> EXERCISE REQUIREMENTS: Each line from the one that contains "else if let" through the end of the entries should be repeated exactly, with nothing added.

[[ RECORD EXTRACTS open ]]

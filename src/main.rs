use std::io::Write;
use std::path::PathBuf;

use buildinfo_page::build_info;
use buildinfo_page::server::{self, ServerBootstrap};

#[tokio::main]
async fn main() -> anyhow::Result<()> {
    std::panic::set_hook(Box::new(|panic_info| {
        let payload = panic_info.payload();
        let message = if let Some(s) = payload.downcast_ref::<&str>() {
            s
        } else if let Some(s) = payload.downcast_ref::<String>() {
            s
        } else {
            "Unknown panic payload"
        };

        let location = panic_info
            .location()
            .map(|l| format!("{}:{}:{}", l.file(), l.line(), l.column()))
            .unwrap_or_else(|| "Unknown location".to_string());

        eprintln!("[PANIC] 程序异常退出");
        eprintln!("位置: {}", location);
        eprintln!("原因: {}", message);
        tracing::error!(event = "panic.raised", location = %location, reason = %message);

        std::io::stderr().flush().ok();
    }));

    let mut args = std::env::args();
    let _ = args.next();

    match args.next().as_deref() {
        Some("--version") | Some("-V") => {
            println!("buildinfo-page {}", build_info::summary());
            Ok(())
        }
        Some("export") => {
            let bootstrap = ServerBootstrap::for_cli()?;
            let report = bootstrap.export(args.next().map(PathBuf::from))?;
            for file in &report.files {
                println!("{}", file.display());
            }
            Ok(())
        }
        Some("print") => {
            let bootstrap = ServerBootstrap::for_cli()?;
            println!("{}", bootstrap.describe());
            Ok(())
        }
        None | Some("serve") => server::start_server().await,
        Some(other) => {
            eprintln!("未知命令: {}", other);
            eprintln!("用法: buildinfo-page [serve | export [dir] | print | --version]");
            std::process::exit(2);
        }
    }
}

[[ RECORD EXTRACTS closed ]]

> YOUR SOLUTION:
        } else if let Some(s) = payload.downcast_ref::<String>() {
            s
        } else {
            "Unknown panic payload"
        };

        let location = panic_info
            .location()
            .map(|l| format!("{}:{}:{}", l.file(), l.line(), l.column()))
            .unwrap_or_else(|| "Unknown location".to_string());

        eprintln!("[PANIC] 程序异常退出");
        eprintln!("位置: {}", location);
        eprintln!("原因: {}", message);
        tracing::error!(event = "panic.raised", location = %location, reason = %message);

        std::io::stderr().flush().ok();
    }));

    let mut args = std::env::args();
    let _ = args.next();

    match args.next().as_deref() {
        Some("--version") | Some("-V") => {
            println!("buildinfo-page {}", build_info::summary());
            Ok(())
        }
        Some("export") => {
            let bootstrap = ServerBootstrap::for_cli()?;
            let report = bootstrap.export(args.next().map(PathBuf::from))?;
            for file in &report.files {
                println!("{}", file.display());
            }
            Ok(())
        }
        Some("print") => {
            let bootstrap = ServerBootstrap::for_cli()?;
            println!("{}", bootstrap.describe());
            Ok(())
        }
        None | Some("serve") => server::start_server().await,
        Some(other) => {
            eprintln!("未知命令: {}", other);
            eprintln!("用法: buildinfo-page [serve | export [dir] | print | --version]");
            std::process::exit(2);
        }
    }
}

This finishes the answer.